Fig. 1.

Endosomal cysteine proteases CatB and CatL are host factors for VSV-GPΔMuc infection. (A and B) (Top) Effect of CatB-selective inhibitor CA074 (A) and CatL/CatB inhibitor FYdmk (B) on infectivities of VSV-G and VSV-GPΔMuc in Vero cells. (Bottom) CatB (A) and CatL (B) enzymatic activities in CA074- and FYdmk-treated Vero cells.
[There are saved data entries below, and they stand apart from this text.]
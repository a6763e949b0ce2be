//! Bucket-based send pacing
//!
//! The controller banks elapsed time. An iteration is due once the bank holds
//! at least one interval; the caller then drains exactly one interval, keeping
//! any remainder, so late polls are paid back by the following sends and the
//! long-run send rate stays at one per interval.

use crate::clock::Nanos;

#[derive(Debug, Clone)]
pub struct PacingController {
    interval_ns: i64,
    bucket_ns: i64,
}

impl PacingController {
    /// Controller for the given inter-send interval. Zero means unthrottled.
    pub fn new(interval: Nanos) -> Self {
        let interval_ns = interval.get().max(0);
        Self {
            interval_ns,
            bucket_ns: interval_ns,
        }
    }

    pub fn unthrottled() -> Self {
        Self::new(Nanos::ZERO)
    }

    pub fn interval(&self) -> Nanos {
        Nanos::new(self.interval_ns)
    }

    pub fn is_unthrottled(&self) -> bool {
        self.interval_ns == 0
    }

    /// Bank the time elapsed since the previous poll
    #[inline]
    pub fn accumulate(&mut self, elapsed: Nanos) {
        self.bucket_ns += elapsed.get();
    }

    #[inline]
    pub fn is_due(&self) -> bool {
        self.bucket_ns >= self.interval_ns
    }

    /// Spend one interval after a due iteration was performed
    #[inline]
    pub fn drain(&mut self) {
        self.bucket_ns -= self.interval_ns;
    }

    /// Accumulate and report whether an iteration is due
    #[inline]
    pub fn poll(&mut self, elapsed: Nanos) -> bool {
        self.accumulate(elapsed);
        self.is_due()
    }

    pub fn banked(&self) -> Nanos {
        Nanos::new(self.bucket_ns)
    }
}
Infectivities [infectious units (iu)/ml] are relative to the infectivity of the same virus in dimethyl sulfoxide (DMSO)–treated Vero cells (set to 100%) (25). (C) Wild-type (WT) and CatB-deficient (CatB^−/− CatL^+/+) MEFs were not transfected (none) or transfected with plasmid DNAs encoding β-galactosidase (β-gal), CatB (CatB), or CatL (CatL). After 24 hours, cells were exposed to VSV-GPΔMuc (~1 iu per cell), and the percentage of infected cells was determined 24 hours later by flow cytometry (25). (D) Capacity of VSV-GPΔMuc to infect CatB/CatL-deficient (CatB^−/−CatL^−/−) MEFs was determined as in (C). Infectivities from two replicates are shown in (A) and (B) and are representative of four independent experiments. Error bars, SD from at least three replicates.